British musical artist (1908–1990)

Sidney Torch (born Sidney Torchinsky; 5 June 1908 – 16 July 1990) was a British pianist, cinema organist, conductor, orchestral arranger and a composer of light music.

== Early life ==
Torch was born of Russian Jewish origin to a Ukrainian father, Morris Torchinsky, and an Estonian mother, Annie, at 27 Tottenham Court Road in St Pancras, London. He learned the rudiments of music quickly from his father, an orchestral trombonist, who used to sit next to fellow trombonist Gustav Holst in such places as the old Holborn Empire.

Torch studied piano at the Blackheath Conservatoire in south east London. His gift for memory came to his rescue when he entered an examination room and realised that he had left the compulsory music back at his home in Maida Vale. He thus had no choice but to play from memory; he passed with distinction. Following his studies, his first professional job was as accompanist to the violinist Albert Sandler. He worked as an accompanist before getting a job playing the piano with the Orchestra of the Regal Cinema, Marble Arch, London.

When the cinema's Christie Theatre Organ was installed in 1928, Torch became the Assistant Organist to the Chief Organist, Quentin Maclean. Torch took over as Chief Organist at the Cinema in 1932. Maclean had left in 1930 to become Chief Organist of the Trocadero Cinema, Elephant and Castle and was followed at the Regal until 1932 by Reginald Foort. Torch's tenure at the Regal lasted until 1934. His signature tune became "I've Got To Sing a Torch Song" (from the film Gold Diggers of 1933), which had his own special lyrics added.

Torch then played the organ in a number of London cinemas (amongst others, the Regal, Edmonton) and in 1937 he became the Chief Organist of the new Gaumont State Cinema, Kilburn. He continued to play the Wurlitzer there up until 1940, when he was drafted into the RAF and stationed near Blackpool. Torch would play and make recordings on the numerous cinema organs in the Blackpool area during his spare time. While in the RAF, he became the Conductor of the RAF Concert Orchestra, where he learned to arrange music and to conduct.

== Light music career ==
Following the end of the Second World War, Torch concluded that the heyday of the cinema organ was over. He thus made a new career in light orchestral music as a composer, conductor and arranger. It has been suggested that his wife Elizabeth Tyson, whom he married in 1949, may have influenced this decision, as she reportedly did not like the organ.

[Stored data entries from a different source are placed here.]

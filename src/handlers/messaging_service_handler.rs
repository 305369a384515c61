//! handlers/messaging_service_handler.rs
use actix_web::{web, HttpResponse};
use serde_json::json;

use crate::{
    backends::{Backend, BackendRegistry},
    models::{
        alert_model::AlertRequest,
        messaging_service_model::{
            CreateMessagingServiceRequest, CreateMessagingServiceResponse, MessagingServiceConfig,
        },
    },
    services::{service_config_service::ServiceConfigService, task_runner::TaskRunner},
};

/// POST /api/messaging-services
pub async fn create_messaging_service_endpoint(
    body: web::Json<CreateMessagingServiceRequest>,
    config_service: web::Data<ServiceConfigService>,
    registry: web::Data<BackendRegistry>,
) -> HttpResponse {
    let req = body.into_inner();

    let form = match registry.form_for(&req.kind) {
        Ok(f) => f,
        Err(e) => {
            return HttpResponse::BadRequest().json(json!({
                "success": false,
                "error": e.to_string()
            }))
        }
    };

    let settings = match form.clean(&req.config) {
        Ok(s) => s,
        Err(e) => {
            return HttpResponse::BadRequest().json(json!({
                "success": false,
                "error": e.to_string()
            }))
        }
    };

    match config_service
        .create_config(&req.project_id, &req.display_name, &req.kind, &settings)
        .await
    {
        Ok(id) => HttpResponse::Created().json(CreateMessagingServiceResponse {
            id,
            message: "Messaging service created".to_string(),
        }),
        Err(e) => {
            log::error!("(create_messaging_service_endpoint) {:?}", e);
            HttpResponse::BadRequest().json(json!({
                "success": false,
                "error": format!("{:#}", e)
            }))
        }
    }
}

/// GET /api/messaging-services/{id}
pub async fn get_messaging_service_endpoint(
    config_service: web::Data<ServiceConfigService>,
    path: web::Path<String>,
) -> HttpResponse {
    let id = path.into_inner();

    match config_service.get_config(&id).await {
        Ok(Some(config)) => HttpResponse::Ok().json(json!({
            "service": config,
            "has_recent_failure": config.has_recent_failure()
        })),
        Ok(None) => not_found(&id),
        Err(e) => internal_error(e),
    }
}

/// GET /api/messaging-services/{id}/form
/// Campos del formulario del backend, precargados con la configuración guardada.
pub async fn get_messaging_service_form_endpoint(
    config_service: web::Data<ServiceConfigService>,
    registry: web::Data<BackendRegistry>,
    runner: web::Data<TaskRunner>,
    path: web::Path<String>,
) -> HttpResponse {
    let id = path.into_inner();

    let config = match load_config(&id, &config_service).await {
        Ok(c) => c,
        Err(resp) => return resp,
    };
    let backend = match build_backend(&config, &registry, &runner) {
        Ok(b) => b,
        Err(resp) => return resp,
    };

    let stored: serde_json::Value = match serde_json::from_str(&config.config) {
        Ok(v) => v,
        Err(e) => {
            log::error!("(get_messaging_service_form_endpoint) service_config_id={}: {}", id, e);
            return HttpResponse::UnprocessableEntity().json(json!({
                "success": false,
                "error": e.to_string()
            }));
        }
    };

    let form = backend.config_form();
    HttpResponse::Ok().json(json!({
        "service_config_id": id,
        "kind": backend.kind(),
        "fields": form.fields(),
        "initial": form.initial(&stored)
    }))
}

/// POST /api/messaging-services/{id}/test
pub async fn send_test_message_endpoint(
    config_service: web::Data<ServiceConfigService>,
    registry: web::Data<BackendRegistry>,
    runner: web::Data<TaskRunner>,
    path: web::Path<String>,
) -> HttpResponse {
    let id = path.into_inner();

    match load_backend(&id, &config_service, &registry, &runner).await {
        Ok(backend) => {
            backend.send_test_message();
            accepted(&id, "Test message queued")
        }
        Err(resp) => resp,
    }
}

/// POST /api/messaging-services/{id}/alerts
pub async fn send_alert_endpoint(
    config_service: web::Data<ServiceConfigService>,
    registry: web::Data<BackendRegistry>,
    runner: web::Data<TaskRunner>,
    path: web::Path<String>,
    body: web::Json<AlertRequest>,
) -> HttpResponse {
    let id = path.into_inner();

    match load_backend(&id, &config_service, &registry, &runner).await {
        Ok(backend) => {
            backend.send_alert(body.into_inner());
            accepted(&id, "Alert queued")
        }
        Err(resp) => resp,
    }
}

/// Lee la configuración y construye su backend; cualquier fallo ya sale como respuesta.
async fn load_backend(
    id: &str,
    config_service: &ServiceConfigService,
    registry: &BackendRegistry,
    runner: &TaskRunner,
) -> Result<Box<dyn Backend>, HttpResponse> {
    let config = load_config(id, config_service).await?;
    build_backend(&config, registry, runner)
}

async fn load_config(
    id: &str,
    config_service: &ServiceConfigService,
) -> Result<MessagingServiceConfig, HttpResponse> {
    match config_service.get_config(id).await {
        Ok(Some(c)) => Ok(c),
        Ok(None) => Err(not_found(id)),
        Err(e) => Err(internal_error(e)),
    }
}

fn build_backend(
    config: &MessagingServiceConfig,
    registry: &BackendRegistry,
    runner: &TaskRunner,
) -> Result<Box<dyn Backend>, HttpResponse> {
    registry.build(config, runner.clone()).map_err(|e| {
        log::error!("(build_backend) service_config_id={}: {}", config.id, e);
        HttpResponse::UnprocessableEntity().json(json!({
            "success": false,
            "error": e.to_string()
        }))
    })
}

fn accepted(id: &str, message: &str) -> HttpResponse {
    HttpResponse::Accepted().json(json!({
        "success": true,
        "service_config_id": id,
        "message": message
    }))
}

fn not_found(id: &str) -> HttpResponse {
    HttpResponse::NotFound().json(json!({
        "error": "Messaging service not found",
        "details": id
    }))
}

fn internal_error(e: anyhow::Error) -> HttpResponse {
    log::error!("Internal error: {:?}", e);
    HttpResponse::InternalServerError().json(json!({
        "error": "Internal server error",
        "details": format!("{:?}", e)
    }))
}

Starting in 1946, Torch composed and conducted a number of instrumentals with the Queen's Hall Light Orchestra for the Chappell catalogue, using his own name and the pseudonym 'Denis Rycoth' (an anagram of Sidney Torch). He was enlisted by the publishers Francis, Day & Hunter to conduct the New Century Orchestra in 1947, when their library was established, remaining with them until 1949, when a Musicians' Union ban stopped all work of this kind in Britain.

Torch conducted many orchestras and bands, particularly those of the BBC. Torch was the man who created the BBC Light Programme show Friday Night is Music Night, which began in 1953, and continues to be broadcast to this day (currently as 'Sunday Night is Music Night'). Torch also conducted the BBC Concert Orchestra for nearly every Friday Night show until his retirement in 1972. This came after a disagreement with the BBC: Torch snapped his baton in half at the end of his last concert.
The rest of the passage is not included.